O que se coloca em jogo, então, não é a possibilidade de eliminar algo que não seria uma vida humana, mas sim o conflito entre duas liberdades – a do embrião e àquela da mãe. É verdade que pode haver este conflito – e que, muitas vezes, existe de fato – mas, como víamos antes, a quem o Direito está chamado a defender? A vida de um ser inocente e indefeso ou a liberdade de uma mulher que não quer conceber este indivíduo (gerado por ela)? Quem é o mais débil, o mais fraco? Qual o bem maior – a vida de um ser, base de todos os demais direitos ou a liberdade de outro? Certamente o Direito – tal como foi concebido, com base em uma raiz natural – deveria defender aqui o direito básico à vida.
Que as nações chamadas de “Primeiro Mundo” tenham cometido este retrocesso civilizatório e jurídico não converte o aborto em sinal de progresso. É mais, seria um claro sinal de retrocesso. Há países na Europa cujo número de crianças abortadas supera o número de crianças nascidas. Falando só desde o ponto de vista econômico, não é esta uma das causas da crise europeia? Falta população que gere consumo interno, gerando produção e gerando emprego.
A “cultura de morte” jamais gerou progresso. Gera egoísmo, falta de doação, falta de caridade. Que sociedade é essa “civilizada” que considera os filhos não como um bem, mas como um mero problema a ser eliminado? Que sociedade civilizada é essa que mata aos seus próprios filhos, cidadãos e membros desta mesma sociedade?

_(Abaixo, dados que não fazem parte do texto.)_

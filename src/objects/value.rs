//! Decoded leaf values.
//!
//! [`SimpleValue`] is the closed set of values a heap object can be reduced to without further
//! navigation. Conversions into native types go through [`TryFrom`] and are strict: the only
//! implicit widening is from an enum to an integer type that can hold its value, and from an
//! enum to its symbolic name.

use std::{
    cmp::Ordering,
    fmt,
    net::{IpAddr, SocketAddr},
};

use uguid::Guid;

use crate::{
    decoder::{Certificate, DnsEndPoint, TimeSpan, Timestamp},
    Error, Result,
};

/// A fully decoded value.
#[derive(Clone, Debug, PartialEq)]
pub enum SimpleValue {
    /// Null reference
    Null,
    /// `System.Boolean`
    Boolean(bool),
    /// `System.Char`; unpaired surrogates decode to U+FFFD
    Char(char),
    /// `System.SByte`
    SByte(i8),
    /// `System.Byte`
    Byte(u8),
    /// `System.Int16`
    Int16(i16),
    /// `System.UInt16`
    UInt16(u16),
    /// `System.Int32`
    Int32(i32),
    /// `System.UInt32`
    UInt32(u32),
    /// `System.Int64`
    Int64(i64),
    /// `System.UInt64`
    UInt64(u64),
    /// `System.Single`
    Single(f32),
    /// `System.Double`
    Double(f64),
    /// `System.IntPtr`, sign-extended
    IntPtr(i64),
    /// `System.UIntPtr`
    UIntPtr(u64),
    /// An enum value with its symbolic member name, if the value names one
    Enum {
        /// Integer value of the backing field
        value: i64,
        /// Matching member name
        name: Option<String>,
    },
    /// `System.String`
    String(String),
    /// `System.Guid`
    Guid(Guid),
    /// `System.TimeSpan`
    TimeSpan(TimeSpan),
    /// `System.DateTime`
    Timestamp(Timestamp),
    /// `System.Net.IPAddress`
    IpAddress(IpAddr),
    /// `System.Net.IPEndPoint`
    IpEndPoint(SocketAddr),
    /// `System.Net.DnsEndPoint`
    DnsEndPoint(DnsEndPoint),
    /// `X509Certificate` / `X509Certificate2`
    Certificate(Certificate),
}

impl SimpleValue {
    /// Short name of the value kind, used in diagnostics
    #[must_use]
    pub fn kind_name(&self) -> &'static str {
        match self {
            SimpleValue::Null => "null",
            SimpleValue::Boolean(_) => "bool",
            SimpleValue::Char(_) => "char",
            SimpleValue::SByte(_) => "sbyte",
            SimpleValue::Byte(_) => "byte",
            SimpleValue::Int16(_) => "short",
            SimpleValue::UInt16(_) => "ushort",
            SimpleValue::Int32(_) => "int",
            SimpleValue::UInt32(_) => "uint",
            SimpleValue::Int64(_) => "long",
            SimpleValue::UInt64(_) => "ulong",
            SimpleValue::Single(_) => "float",
            SimpleValue::Double(_) => "double",
            SimpleValue::IntPtr(_) => "nint",
            SimpleValue::UIntPtr(_) => "nuint",
            SimpleValue::Enum { .. } => "enum",
            SimpleValue::String(_) => "string",
            SimpleValue::Guid(_) => "Guid",
            SimpleValue::TimeSpan(_) => "TimeSpan",
            SimpleValue::Timestamp(_) => "DateTime",
            SimpleValue::IpAddress(_) => "IPAddress",
            SimpleValue::IpEndPoint(_) => "IPEndPoint",
            SimpleValue::DnsEndPoint(_) => "DnsEndPoint",
            SimpleValue::Certificate(_) => "X509Certificate",
        }
    }

    /// Returns true for [`SimpleValue::Null`]
    #[must_use]
    pub fn is_null(&self) -> bool {
        matches!(self, SimpleValue::Null)
    }

    /// The value as a wide integer, for every integral kind and enums
    #[must_use]
    pub fn as_integer(&self) -> Option<i128> {
        Some(match *self {
            SimpleValue::SByte(v) => i128::from(v),
            SimpleValue::Byte(v) => i128::from(v),
            SimpleValue::Int16(v) => i128::from(v),
            SimpleValue::UInt16(v) => i128::from(v),
            SimpleValue::Int32(v) => i128::from(v),
            SimpleValue::UInt32(v) => i128::from(v),
            SimpleValue::Int64(v) | SimpleValue::IntPtr(v) => i128::from(v),
            SimpleValue::UInt64(v) | SimpleValue::UIntPtr(v) => i128::from(v),
            SimpleValue::Enum { value, .. } => i128::from(value),
            _ => return None,
        })
    }

    /// The value as a float, for every numeric kind
    #[must_use]
    #[allow(clippy::cast_precision_loss)]
    pub fn as_float(&self) -> Option<f64> {
        match *self {
            SimpleValue::Single(v) => Some(f64::from(v)),
            SimpleValue::Double(v) => Some(v),
            _ => self.as_integer().map(|v| v as f64),
        }
    }

    /// Order two values.
    ///
    /// Numbers compare numerically across kinds, an enum compares with a string by its member
    /// name, and null orders before everything else. Values of unrelated kinds are unordered.
    #[must_use]
    pub fn compare(&self, other: &SimpleValue) -> Option<Ordering> {
        use SimpleValue as V;

        match (self, other) {
            (V::Null, V::Null) => Some(Ordering::Equal),
            (V::Null, _) => Some(Ordering::Less),
            (_, V::Null) => Some(Ordering::Greater),
            (V::Enum { name: Some(name), .. }, V::String(text)) => {
                Some(name.as_str().cmp(text.as_str()))
            }
            (V::String(text), V::Enum { name: Some(name), .. }) => {
                Some(text.as_str().cmp(name.as_str()))
            }
            (V::String(a), V::String(b)) => Some(a.cmp(b)),
            (V::Boolean(a), V::Boolean(b)) => Some(a.cmp(b)),
            (V::Char(a), V::Char(b)) => Some(a.cmp(b)),
            (V::Guid(a), V::Guid(b)) => Some(a.to_bytes().cmp(&b.to_bytes())),
            (V::TimeSpan(a), V::TimeSpan(b)) => Some(a.cmp(b)),
            (V::Timestamp(a), V::Timestamp(b)) => Some(a.ticks().cmp(&b.ticks())),
            (V::IpAddress(a), V::IpAddress(b)) => Some(a.cmp(b)),
            (V::IpEndPoint(a), V::IpEndPoint(b)) => Some(a.cmp(b)),
            (V::DnsEndPoint(a), V::DnsEndPoint(b)) => Some(a.to_string().cmp(&b.to_string())),
            (V::Certificate(a), V::Certificate(b)) => Some(a.thumbprint().cmp(b.thumbprint())),
            _ => {
                if let (Some(a), Some(b)) = (self.as_integer(), other.as_integer()) {
                    return Some(a.cmp(&b));
                }
                let (a, b) = (self.as_float()?, other.as_float()?);
                a.partial_cmp(&b)
            }
        }
    }

    /// Equality under [`SimpleValue::compare`]
    #[must_use]
    pub fn equivalent(&self, other: &SimpleValue) -> bool {
        self.compare(other) == Some(Ordering::Equal)
    }

    fn mismatch(&self, expected: &'static str) -> Error {
        Error::TypeMismatch {
            expected,
            actual: format!("{} '{}'", self.kind_name(), self),
        }
    }
}

impl fmt::Display for SimpleValue {
    fn fmt(&self, f: &mut fmt::Formatter<'_>) -> fmt::Result {
        match self {
            SimpleValue::Null => f.write_str("{null}"),
            SimpleValue::Boolean(v) => f.write_str(if *v { "True" } else { "False" }),
            SimpleValue::Char(v) => write!(f, "{v}"),
            SimpleValue::SByte(v) => write!(f, "{v}"),
            SimpleValue::Byte(v) => write!(f, "{v}"),
            SimpleValue::Int16(v) => write!(f, "{v}"),
            SimpleValue::UInt16(v) => write!(f, "{v}"),
            SimpleValue::Int32(v) => write!(f, "{v}"),
            SimpleValue::UInt32(v) => write!(f, "{v}"),
            SimpleValue::Int64(v) | SimpleValue::IntPtr(v) => write!(f, "{v}"),
            SimpleValue::UInt64(v) | SimpleValue::UIntPtr(v) => write!(f, "{v}"),
            SimpleValue::Single(v) => write!(f, "{v}"),
            SimpleValue::Double(v) => write!(f, "{v}"),
            SimpleValue::Enum {
                name: Some(name), ..
            } => f.write_str(name),
            SimpleValue::Enum { value, name: None } => write!(f, "{value}"),
            SimpleValue::String(v) => f.write_str(v),
            SimpleValue::Guid(v) => write!(f, "{v}"),
            SimpleValue::TimeSpan(v) => write!(f, "{v}"),
            SimpleValue::Timestamp(v) => write!(f, "{v}"),
            SimpleValue::IpAddress(v) => write!(f, "{v}"),
            SimpleValue::IpEndPoint(v) => write!(f, "{v}"),
            SimpleValue::DnsEndPoint(v) => write!(f, "{v}"),
            SimpleValue::Certificate(v) => write!(f, "{v}"),
        }
    }
}

macro_rules! integer_conversion {
    ($target:ty, $expected:literal, $($variant:ident),+) => {
        impl TryFrom<SimpleValue> for $target {
            type Error = Error;

            fn try_from(value: SimpleValue) -> Result<Self> {
                match &value {
                    $(SimpleValue::$variant(v) => Ok(*v),)+
                    SimpleValue::Enum { value: raw, .. } => {
                        <$target>::try_from(*raw).map_err(|_| value.mismatch($expected))
                    }
                    _ => Err(value.mismatch($expected)),
                }
            }
        }
    };
}

integer_conversion!(i8, "sbyte", SByte);
integer_conversion!(u8, "byte", Byte);
integer_conversion!(i16, "short", Int16);
integer_conversion!(u16, "ushort", UInt16);
integer_conversion!(i32, "int", Int32);
integer_conversion!(u32, "uint", UInt32);
integer_conversion!(i64, "long", Int64, IntPtr);
integer_conversion!(u64, "ulong", UInt64, UIntPtr);

macro_rules! exact_conversion {
    ($target:ty, $expected:literal, $variant:ident) => {
        impl TryFrom<SimpleValue> for $target {
            type Error = Error;

            fn try_from(value: SimpleValue) -> Result<Self> {
                match value {
                    SimpleValue::$variant(v) => Ok(v),
                    other => Err(other.mismatch($expected)),
                }
            }
        }

        impl From<$target> for SimpleValue {
            fn from(value: $target) -> Self {
                SimpleValue::$variant(value)
            }
        }
    };
}

exact_conversion!(bool, "bool", Boolean);
exact_conversion!(char, "char", Char);
exact_conversion!(f32, "float", Single);
exact_conversion!(f64, "double", Double);
exact_conversion!(Guid, "Guid", Guid);
exact_conversion!(TimeSpan, "TimeSpan", TimeSpan);
exact_conversion!(Timestamp, "DateTime", Timestamp);
exact_conversion!(IpAddr, "IPAddress", IpAddress);
exact_conversion!(SocketAddr, "IPEndPoint", IpEndPoint);
exact_conversion!(DnsEndPoint, "DnsEndPoint", DnsEndPoint);
exact_conversion!(Certificate, "X509Certificate", Certificate);

impl TryFrom<SimpleValue> for String {
    type Error = Error;

    /// Strings convert as-is and enums convert to their member name (or the number)
    fn try_from(value: SimpleValue) -> Result<Self> {
        match value {
            SimpleValue::String(text) => Ok(text),
            SimpleValue::Enum {
                name: Some(name), ..
            } => Ok(name),
            SimpleValue::Enum { value, name: None } => Ok(value.to_string()),
            other => Err(other.mismatch("string")),
        }
    }
}

impl From<i32> for SimpleValue {
    fn from(value: i32) -> Self {
        SimpleValue::Int32(value)
    }
}

impl From<i64> for SimpleValue {
    fn from(value: i64) -> Self {
        SimpleValue::Int64(value)
    }
}

impl From<String> for SimpleValue {
    fn from(value: String) -> Self {
        SimpleValue::String(value)
    }
}

impl From<&str> for SimpleValue {
    fn from(value: &str) -> Self {
        SimpleValue::String(value.to_string())
    }
}

#[cfg(test)]
mod tests {
    use super::*;

    fn color(value: i64, name: Option<&str>) -> SimpleValue {
        SimpleValue::Enum {
            value,
            name: name.map(str::to_string),
        }
    }

    #[test]
    fn strict_integer_conversions() {
        assert_eq!(i32::try_from(SimpleValue::Int32(-4)).unwrap(), -4);
        assert!(matches!(
            i32::try_from(SimpleValue::Int64(4)),
            Err(Error::TypeMismatch { expected: "int", .. })
        ));
        assert_eq!(i64::try_from(SimpleValue::IntPtr(0x1000)).unwrap(), 0x1000);
        assert!(u8::try_from(SimpleValue::Null).is_err());
    }

    #[test]
    fn enum_conversions() {
        assert_eq!(i32::try_from(color(2, Some("Blue"))).unwrap(), 2);
        assert!(u8::try_from(color(-1, None)).is_err());
        assert_eq!(String::try_from(color(2, Some("Blue"))).unwrap(), "Blue");
        assert_eq!(String::try_from(color(7, None)).unwrap(), "7");
        assert!(String::try_from(SimpleValue::Int32(7)).is_err());
    }

    #[test]
    fn ordering_across_kinds() {
        assert_eq!(
            SimpleValue::Int32(5).compare(&SimpleValue::UInt64(7)),
            Some(Ordering::Less)
        );
        assert_eq!(
            SimpleValue::Double(2.5).compare(&SimpleValue::Int16(2)),
            Some(Ordering::Greater)
        );
        assert_eq!(
            SimpleValue::Null.compare(&SimpleValue::Int32(i32::MIN)),
            Some(Ordering::Less)
        );
        assert_eq!(
            SimpleValue::from("abc").compare(&SimpleValue::Boolean(true)),
            None
        );
    }

    #[test]
    fn enum_equals_member_name() {
        assert!(color(1, Some("Red")).equivalent(&SimpleValue::from("Red")));
        assert!(!color(1, Some("Red")).equivalent(&SimpleValue::from("Blue")));
        assert!(color(1, Some("Red")).equivalent(&SimpleValue::Int32(1)));
    }

    #[test]
    fn display() {
        assert_eq!(SimpleValue::Null.to_string(), "{null}");
        assert_eq!(SimpleValue::Boolean(true).to_string(), "True");
        assert_eq!(color(3, None).to_string(), "3");
        assert_eq!(color(3, Some("Green")).to_string(), "Green");
        assert_eq!(SimpleValue::Char('x').to_string(), "x");
    }
}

Para evitar este retrocesso em todos os sentidos – humanista, moral, ético, jurídico, social – é que o aborto não deveria ser aprovado no Brasil e em nenhum lugar do mundo.
Por fim, a Igreja sempre foi e continua sendo mestra de humanidade. Certamente não está sendo redutiva neste ponto, mas está pedindo à humanidade que venha a ser humana de fato. Está pedindo que respeitemos o mais básico dos direitos – aquele da vida de um ser inocente. O reducionismo não é da Igreja, mas sim deste grupo de pessoas que se sentem iluminadas, que – com um alto grau de miopia – enxergam o retrocesso como progresso, enxergam o assassinato como liberdade.
ZENIT- A resposta da Igreja Católica a favor da vida do nascituro é uma resposta somente baseada na Sagrada Escritura, como pensam alguns?
PE. HELIO: Deus revelou muitas verdades aos homens, e muitas delas através da Sagrada Escritura. Dentre essas verdades reveladas, podemos dizer que existem dois tipos: as verdades totalmente sobrenaturais, que o homem jamais seria capaz de alcançar com suas próprias forças, como, por exemplo, a verdade de que Deus é Uno e Trino, ou a entrega de Cristo na Eucaristia. Esse tipo de verdade, logicamente, exige a fé. Por outro lado Deus também revelou algumas verdades de ordem natural, ou seja, verdades que o homem seria capaz de alcançar com suas próprias forças. Neste sentido, podemos dizer que somos ajudados a alcançar e entender essas verdades básicas. Porém, se alguém não tem fé ou não conhece a Sagrada Escritura, também é capaz de alcançar tais verdades.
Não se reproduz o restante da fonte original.